**Work instruction:** Where a line in the data below includes the word "dismissed", count it. State the total and nothing more.

**Provided data:**
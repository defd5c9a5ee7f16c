//! Error type shared by the validation, persistence and controller layers.
//! The terminal front-end converts these into `anyhow` errors and only ever
//! shows the message text, so every variant carries a sentence that reads
//! well in the status bar.

use thiserror::Error;

/// Everything that can go wrong below the UI.
#[derive(Error, Debug)]
pub enum LibraryError {
    /// A field failed its validator or a form value could not be parsed.
    #[error("{0}")]
    Validation(String),

    /// The requested row does not exist.
    #[error("{0}")]
    NotFound(String),

    /// A row could not be deleted because borrows still reference it.
    #[error("{0}")]
    InUse(String),

    /// The change would break a library rule (for example lending a book
    /// that is already out).
    #[error("{0}")]
    Conflict(String),

    #[error("Database error: {0}")]
    Database(#[from] rusqlite::Error),

    #[error("I/O error: {0}")]
    Io(#[from] std::io::Error),
}

pub type LibraryResult<T> = Result<T, LibraryError>;

impl LibraryError {
    pub(crate) fn validation(message: impl Into<String>) -> Self {
        LibraryError::Validation(message.into())
    }

    pub(crate) fn not_found(message: impl Into<String>) -> Self {
        LibraryError::NotFound(message.into())
    }

    /// Whether the error is a "no such row" outcome rather than a failure.
    pub fn is_not_found(&self) -> bool {
        matches!(self, LibraryError::NotFound(_))
    }
}
/// Text input that offers matching entries from a fixed list of choices.
/// Matching is a case-insensitive substring test, so typing a family name or
/// an id both narrow the list. An empty input offers every choice.
#[derive(Default, Clone, Debug)]
pub(crate) struct AutocompleteField {
    pub(crate) text: String,
    pub(crate) suggestions: Vec<String>,
    pub(crate) highlighted: usize,
    /// Set by Esc; suggestions stay hidden until the text changes again.
    dismissed: bool,
}

impl AutocompleteField {
    pub(crate) fn with_text(text: impl Into<String>) -> Self {
        Self {
            text: text.into(),
            ..Self::default()
        }
    }

    pub(crate) fn push_char(&mut self, ch: char) -> bool {
        if ch.is_control() {
            return false;
        }
        self.text.push(ch);
        self.dismissed = false;
        true
    }

    pub(crate) fn backspace(&mut self) {
        self.text.pop();
        self.dismissed = false;
    }

    /// Recompute the suggestion list against `choices`.
    pub(crate) fn refresh(&mut self, choices: &[String]) {
        if self.dismissed {
            self.suggestions.clear();
            self.highlighted = 0;
            return;
        }

        let needle = self.text.trim().to_lowercase();
        self.suggestions = choices
            .iter()
            .filter(|choice| needle.is_empty() || choice.to_lowercase().contains(&needle))
            .cloned()
            .collect();

        // Nothing left to offer once the text is exactly a choice.
        if self.suggestions.len() == 1 && self.suggestions[0] == self.text {
            self.suggestions.clear();
        }

        if self.highlighted >= self.suggestions.len() {
            self.highlighted = 0;
        }
    }

    pub(crate) fn clear_suggestions(&mut self) {
        self.suggestions.clear();
        self.highlighted = 0;
    }

    pub(crate) fn is_open(&self) -> bool {
        !self.suggestions.is_empty()
    }

    pub(crate) fn move_highlight(&mut self, delta: isize) {
        if self.suggestions.is_empty() {
            return;
        }
        let last = self.suggestions.len() as isize - 1;
        self.highlighted = (self.highlighted as isize + delta).clamp(0, last) as usize;
    }

    /// Replace the text with the highlighted suggestion. The list stays shut
    /// until the text is edited, even if the choice is part of longer labels.
    pub(crate) fn accept(&mut self) -> bool {
        match self.suggestions.get(self.highlighted).cloned() {
            Some(choice) => {
                self.text = choice;
                self.dismissed = true;
                self.clear_suggestions();
                true
            }
            None => false,
        }
    }

    /// Hide suggestions until the next edit. Returns whether anything was
    /// open.
    pub(crate) fn dismiss(&mut self) -> bool {
        let was_open = self.is_open();
        self.dismissed = true;
        self.clear_suggestions();
        was_open
    }

    /// The id in front of the first `-` of a `"{id}-..."` choice.
    pub(crate) fn selected_id(&self) -> Option<i64> {
        self.text.split('-').next()?.trim().parse().ok()
    }
}

#[cfg(test)]
mod tests {
    use super::*;

    fn choices() -> Vec<String> {
        vec![
            "1-Ada Lovelace".to_string(),
            "2-Alan Turing".to_string(),
            "3-Grace Hopper".to_string(),
        ]
    }

    #[test]
    fn empty_text_offers_everything() {
        let mut field = AutocompleteField::default();
        field.refresh(&choices());
        assert_eq!(field.suggestions.len(), 3);
    }

    #[test]
    fn matching_is_case_insensitive_substring() {
        let mut field = AutocompleteField::default();
        for ch in "TUR".chars() {
            field.push_char(ch);
        }
        field.refresh(&choices());
        assert_eq!(field.suggestions, vec!["2-Alan Turing".to_string()]);
    }

    #[test]
    fn accept_takes_the_highlighted_entry() {
        let mut field = AutocompleteField::with_text("a");
        field.refresh(&choices());
        field.move_highlight(1);
        field.move_highlight(10);
        assert!(field.accept());
        assert_eq!(field.text, "3-Grace Hopper");
        assert!(!field.is_open());
        assert_eq!(field.selected_id(), Some(3));
    }

    #[test]
    fn accepted_prefix_of_longer_labels_stays_closed() {
        let choices = vec![
            "1-Dune by Frank Herbert".to_string(),
            "11-Dune by Frank Herbert".to_string(),
        ];
        let mut field = AutocompleteField::default();
        field.refresh(&choices);
        assert!(field.accept());
        field.refresh(&choices);
        assert!(!field.is_open());
        assert_eq!(field.selected_id(), Some(1));

        field.backspace();
        field.refresh(&choices);
        assert!(field.is_open());
    }

    #[test]
    fn exact_match_closes_the_list() {
        let mut field = AutocompleteField::with_text("1-Ada Lovelace");
        field.refresh(&choices());
        assert!(!field.is_open());
    }

    #[test]
    fn dismiss_holds_until_the_next_edit() {
        let mut field = AutocompleteField::with_text("a");
        field.refresh(&choices());
        assert!(field.dismiss());
        field.refresh(&choices());
        assert!(!field.is_open());

        field.push_char('d');
        field.refresh(&choices());
        assert_eq!(field.suggestions, vec!["1-Ada Lovelace".to_string()]);
    }

    #[test]
    fn selected_id_needs_a_numeric_prefix() {
        assert_eq!(AutocompleteField::with_text("12-Dune by X").selected_id(), Some(12));
        assert_eq!(AutocompleteField::with_text("Dune").selected_id(), None);
        assert_eq!(AutocompleteField::default().selected_id(), None);
    }
}
use rusqlite::Connection;
use tracing::info;

use super::logged;
use crate::db::Dao;
use crate::error::{LibraryError, LibraryResult};
use crate::models::Book;

/// Validate and insert a new book.
pub fn add_book(conn: &Connection, title: &str, author: &str, pages: i64) -> LibraryResult<Book> {
    logged("add book", || {
        let book = Dao::<Book>::new(conn).save(Book::new(title, author, pages)?)?;
        info!(id = book.id, title = %book.title, "book saved");
        Ok(book)
    })
}

/// Replace every field of book `id`.
pub fn edit_book(
    conn: &Connection,
    id: i64,
    title: &str,
    author: &str,
    pages: i64,
) -> LibraryResult<Book> {
    logged("edit book", || {
        let book = Book::new(title, author, pages)?.with_id(id)?;
        let book = Dao::<Book>::new(conn).edit(book)?;
        info!(id, title = %book.title, "book edited");
        Ok(book)
    })
}

/// Delete a book, returning the removed row. Books with borrow history are
/// refused with [`LibraryError::InUse`].
pub fn remove_book_by_id(conn: &Connection, id: i64) -> LibraryResult<Book> {
    logged("remove book", || {
        let removed = Dao::<Book>::new(conn)
            .remove_by_id(id)?
            .ok_or_else(|| no_book(id))?;
        info!(id, "book removed");
        Ok(removed)
    })
}

pub fn find_all_books(conn: &Connection) -> LibraryResult<Vec<Book>> {
    logged("find all books", || {
        let books = Dao::<Book>::new(conn).find_all()?;
        info!("{} books found", books.len());
        Ok(books)
    })
}

pub fn find_book_by_id(conn: &Connection, id: i64) -> LibraryResult<Book> {
    logged("find book", || {
        let book = Dao::<Book>::new(conn)
            .find_by_id(id)?
            .ok_or_else(|| no_book(id))?;
        info!(id, title = %book.title, "book found");
        Ok(book)
    })
}

fn no_book(id: i64) -> LibraryError {
    LibraryError::NotFound(format!("No book by id {id} found."))
}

**Answer box:** 6